The Chief Justice is eighty and ailing, but speculation about his retirement, or worse, is premature and I believe that he's getting pissed.
Today he left the hospital and through his family, not the Court, informed the media that all the talk about him retiring anytime soon, barring further health problems, is just that, talk.
There were two audiences for the announcement, the chattering class and their readers is one; the White House and the lines of power pro and con that surround it is the other.
Now the president can get down to the serious business of picking a successor to Associate Justice Sandra Day O'Connor, who announced her impending retirement and then went abroad for awhile.
Meanwhile, a group of supporters has been urging her to to rescind her notice of retirement in order to stick around in case we DO need a Chief Justice any time soon. This was before Indomitabull Bill exited the hospital under his own horse-power.
Why do you think Chief Justice Rehnquist ain't quittin'?

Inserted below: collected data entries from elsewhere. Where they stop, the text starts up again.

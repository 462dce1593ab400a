use winit::dpi::PhysicalSize;

use super::SurfaceErrorAction;

pub(crate) fn choose_surface_format(
    caps: &wgpu::SurfaceCapabilities,
    prefer_srgb: bool,
) -> Option<wgpu::TextureFormat> {
    let first = *caps.formats.first()?;
    if !prefer_srgb {
        return Some(first);
    }

    [wgpu::TextureFormat::Bgra8UnormSrgb, wgpu::TextureFormat::Rgba8UnormSrgb]
        .into_iter()
        .find(|f| caps.formats.contains(f))
        .or_else(|| caps.formats.iter().copied().find(|f| f.is_srgb()))
        .or(Some(first))
}

pub(crate) fn choose_alpha_mode(
    caps: &wgpu::SurfaceCapabilities,
    requested: Option<wgpu::CompositeAlphaMode>,
) -> wgpu::CompositeAlphaMode {
    requested
        .filter(|m| caps.alpha_modes.contains(m))
        .or_else(|| caps.alpha_modes.first().copied())
        .unwrap_or(wgpu::CompositeAlphaMode::Auto)
}

pub(crate) fn choose_present_mode(
    caps: &wgpu::SurfaceCapabilities,
    requested: wgpu::PresentMode,
) -> wgpu::PresentMode {
    if caps.present_modes.contains(&requested) {
        requested
    } else {
        log::warn!("present mode {requested:?} unsupported; using Fifo");
        wgpu::PresentMode::Fifo
    }
}

pub(crate) fn apply_resize(
    surface: &wgpu::Surface,
    device: &wgpu::Device,
    config: &mut wgpu::SurfaceConfiguration,
    size: &mut PhysicalSize<u32>,
    new_size: PhysicalSize<u32>,
) {
    *size = new_size;
    // Minimized windows report a zero size; keep the old configuration.
    if new_size.width == 0 || new_size.height == 0 {
        return;
    }

    config.width = new_size.width;
    config.height = new_size.height;
    surface.configure(device, config);
}

pub(crate) fn map_surface_error(
    surface: &wgpu::Surface,
    device: &wgpu::Device,
    config: &wgpu::SurfaceConfiguration,
    size: PhysicalSize<u32>,
    err: wgpu::SurfaceError,
) -> SurfaceErrorAction {
    match err {
        wgpu::SurfaceError::Lost | wgpu::SurfaceError::Outdated => {
            if size.width > 0 && size.height > 0 {
                surface.configure(device, config);
            }
            SurfaceErrorAction::Reconfigured
        }
        wgpu::SurfaceError::OutOfMemory => SurfaceErrorAction::Fatal,
        wgpu::SurfaceError::Timeout | wgpu::SurfaceError::Other => SurfaceErrorAction::SkipFrame,
    }
}

#[cfg(test)]
mod tests {
    use super::*;
    use wgpu::{CompositeAlphaMode, PresentMode, SurfaceCapabilities, TextureFormat};

    fn caps(formats: Vec<TextureFormat>) -> SurfaceCapabilities {
        SurfaceCapabilities {
            formats,
            present_modes: vec![PresentMode::Fifo, PresentMode::Mailbox],
            alpha_modes: vec![CompositeAlphaMode::Opaque],
            ..Default::default()
        }
    }

    #[test]
    fn prefers_srgb_format() {
        let c = caps(vec![TextureFormat::Bgra8Unorm, TextureFormat::Rgba8UnormSrgb]);
        assert_eq!(choose_surface_format(&c, true), Some(TextureFormat::Rgba8UnormSrgb));
        assert_eq!(choose_surface_format(&c, false), Some(TextureFormat::Bgra8Unorm));
    }

    #[test]
    fn no_formats_means_no_surface() {
        assert_eq!(choose_surface_format(&caps(Vec::new()), true), None);
    }

    #[test]
    fn unsupported_modes_fall_back() {
        let c = caps(vec![TextureFormat::Bgra8Unorm]);
        assert_eq!(
            choose_alpha_mode(&c, Some(CompositeAlphaMode::PreMultiplied)),
            CompositeAlphaMode::Opaque
        );
        assert_eq!(choose_present_mode(&c, PresentMode::Immediate), PresentMode::Fifo);
        assert_eq!(choose_present_mode(&c, PresentMode::Mailbox), PresentMode::Mailbox);
    }
}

Look at it this way. If it wuz you, and you had these very strong views, views that got you first to the Court and then to the top seat on the Court, views as to how the country should be run, and in which direction, and you had this one vote, and that's mainly all you had, and sometimes it was good enough to change things in the direction you wanted, or to prevent the country from going too far in a direction you thought was the road to damnation, would you give up that vote? The vote that makes the difference between right and wrong, just and unjust, power and whistlin' Dixie? I don't think so. That ain't the Bill I think we know.
Sen. Arlen Spector, who is fighting a form of cancer himself, and undergoing radiation or chemo that's taking a lot out of him, but not his fighting spirit and willingness to do a day's work for a day's pay, commented a few days ago that he thought he knew very well why Ol' Bill was hanging on so.
Apart from the idea that he's got no quit in him.
It's that Ol' Bill probably, as Spector says he does, gets up every day glad to know that he's got an important job to do, and he's bound and determined to see that he does it. This is what gives his life meaning. He'd have to be a different kind of person, or a lot more ill, to give up the major thing in his life that makes it worthwhile getting out of bed in the morning.
Also, maybe he was inspired by the end of the life of John Paul II, recently, who didn't step down when he had the chance and no one would have blamed him.
'Sonly one Power's gonna take that vote away from Ol' Bill, and that's a Power that doesn't do a lotta chattererin.'
I think he's going to be around for awhile.